Here are a couple more dates that may interest readers here. I'm sure all my readers in the Northern Isles will be interested in this courtroom-style confrontation on 10 September between upholders of and dissentients from the IPCC consensus, and featuring Benny Peiser and BH regular, John Shade:
A courtroom format in Orkney next week will tackle the question of climate change.
For many years the debate has raged in newspaper columns and internet blogs – Is the climate really changing? And are we the cause?
Now as part of the Orkney International Science Festival the courtroom method is bring applied. The aim is to get at the truth by bringing the two sides together, gathering the evidence from each, and subjecting it to examination and cross-examination.
The Festival say that despite all the arguments about climate change, they have not heard of this courtroom-style approach being tried before, and on Monday evening (10 September) a team of Orkney lawyers and debaters will get into action.
Solicitors Alistair Bruce of Lows of Orkney and Katharine McKerrall of OIC will marshal their witnesses in a courtroom procedure of strict rules. Each side will call two main witnesses, and then the other side will cross-examine. The audience will have an opportunity to feed in questions and to act as the jury in making a final decision at the end of the evening.
And then there's this valuable opportunity on 26 September to question Peter Wadhams on his Arctic findings:
Arctic Meltdown
With Professor Peter Wadhams, Head of the Polar Oceans Physics Group at Cambridge University and John Vidal (Guardian Environment correspondent) who will just have returned from visiting the Arctic on a Greenpeace vessel...
Organised by the Campaign against Climate Change with the Arctic Methane Emergency GroupThe Arctic ice cap is disappearing before our eyes: this is the first large scale unmistakable impact of climate change, clearly visible from space.
The arctic sea-ice broke an all time record for lowest ever extent on Friday 24th August (after breaking several other records according to other methodologies of measurement by other scientific institutions etc…). This was a bombshell because it was nearly a month before you would expect the ice to reach its seasonal minimum – it is still decreasing now and we can expect it to continue decreasing until around mid September (so we should probably have a good idea of the absolute minimum by the time of this meeting).

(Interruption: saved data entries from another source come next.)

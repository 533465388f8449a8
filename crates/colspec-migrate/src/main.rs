//! colspec-migrate CLI
//!
//! Command-line tool for computing table migrations from snapshot files.

use std::path::{Path, PathBuf};

use clap::{Parser, Subcommand, ValueEnum};
use tracing::{debug, info, warn, Level};
use tracing_subscriber::FmtSubscriber;

use colspec_migrate::prelude::*;

/// Column-spec driven PostgreSQL migrations.
#[derive(Parser)]
#[command(name = "colspec-migrate")]
#[command(author, version, about, long_about = None)]
struct Cli {
    /// Enable verbose output.
    #[arg(short, long)]
    verbose: bool,

    #[command(subcommand)]
    command: Commands,
}

#[derive(Subcommand)]
enum Commands {
    /// Print the statements that migrate a table from one snapshot to another.
    Diff {
        /// Table name, optionally schema-qualified.
        #[arg(short, long, env = "COLSPEC_TABLE")]
        table: String,

        /// Current snapshot file.
        #[arg(short, long)]
        new: PathBuf,

        /// Baseline snapshot file. Bootstraps with CREATE TABLE when
        /// missing.
        #[arg(short, long)]
        old: Option<PathBuf>,

        /// Never drop columns.
        #[arg(long, env = "COLSPEC_SAFE")]
        safe: bool,

        /// How clause keywords are located in column specs.
        #[arg(long, value_enum, default_value_t = Matching::Substring)]
        keyword_matching: Matching,

        /// Write the current snapshot here as the next baseline.
        #[arg(long)]
        baseline_out: Option<PathBuf>,

        /// Output format.
        #[arg(short, long, value_enum, default_value_t = Format::Sql)]
        format: Format,
    },

    /// Print the CREATE TABLE statement for a snapshot.
    Create {
        /// Table name, optionally schema-qualified.
        #[arg(short, long, env = "COLSPEC_TABLE")]
        table: String,

        /// Snapshot file.
        #[arg(short, long)]
        new: PathBuf,
    },
}

#[derive(Clone, Copy, ValueEnum)]
enum Matching {
    Substring,
    WordBoundary,
}

impl From<Matching> for KeywordMatching {
    fn from(matching: Matching) -> Self {
        match matching {
            Matching::Substring => Self::Substring,
            Matching::WordBoundary => Self::WordBoundary,
        }
    }
}

#[derive(Clone, Copy, ValueEnum)]
enum Format {
    Sql,
    Json,
}

fn main() -> anyhow::Result<()> {
    let cli = Cli::parse();

    // Setup logging; stdout is reserved for SQL.
    let log_level = if cli.verbose {
        Level::DEBUG
    } else {
        Level::INFO
    };
    let subscriber = FmtSubscriber::builder()
        .with_max_level(log_level)
        .with_target(false)
        .without_time()
        .with_writer(std::io::stderr)
        .finish();
    tracing::subscriber::set_global_default(subscriber)?;

    let dialect = PostgresDialect::new();

    match cli.command {
        Commands::Diff {
            table,
            new,
            old,
            safe,
            keyword_matching,
            baseline_out,
            format,
        } => {
            let new_snapshot = Snapshot::load(&new)?;
            let old_snapshot = load_baseline(old.as_deref())?;

            let mut options = MigratorOptions::new().with_keyword_matching(keyword_matching.into());
            if safe {
                options = options.safe();
            }
            let migration =
                Migrator::with_options(options).migrate(&table, old_snapshot.as_ref(), &new_snapshot)?;

            for op in &migration.operations {
                if op.is_destructive() {
                    warn!("{}", op.description());
                } else {
                    debug!("{}", op.description());
                }
            }

            match format {
                Format::Sql => print_sql(&migration.to_sql(&dialect)),
                Format::Json => println!("{}", serde_json::to_string_pretty(&migration.operations)?),
            }

            if migration.is_empty() {
                info!("No changes detected for {table}.");
            }

            if let Some(path) = baseline_out {
                migration.snapshot.save(&path)?;
                info!("Wrote baseline: {}", path.display());
            }
        }

        Commands::Create { table, new } => {
            let snapshot = Snapshot::load(&new)?;
            let op = Migrator::create_table(&table, &snapshot);
            print_sql(&[dialect.generate_sql(&op)]);
        }
    }

    Ok(())
}

fn load_baseline(path: Option<&Path>) -> anyhow::Result<Option<Snapshot>> {
    match path {
        Some(path) if path.exists() => Ok(Some(Snapshot::load(path)?)),
        Some(path) => {
            info!("Baseline {} not found, creating table.", path.display());
            Ok(None)
        }
        None => Ok(None),
    }
}

fn print_sql(statements: &[String]) {
    for statement in statements {
        println!("{statement};");
    }
}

What does this mean for our estimates of when the arctic will be completely ice-free at the end of the summer ?
What will be the consequences when this happens ?
Finally, on 2 October the Frontline Club in London is hosting a debate about journalism's ability (or otherwise) to respond to the global warming question.
With the UK's Energy bill on the verge of coming before parliament and world leaders preparing for the latest climate summit, this time in Doha; some are worrying about the ability of a struggling media to play an effective role in the debate on energy and the climate.
As the press struggles to recover from a collapse in advertising during the recession and the damage done by the phone hacking scandal and subsequent inquiry the discussion will examine the challenges facing journalists reporting on an area of great scientific and economic complexity. The event will ask what impact those challenges have on the wider policy debate over energy and climate change and what - if anything - should be done to improve the discussion on this crucial area.
Chaired by editor of the Guardian, Alan Rusbridger, an expert panel will be exploring whether our journalism is up to the debate over energy and climate change.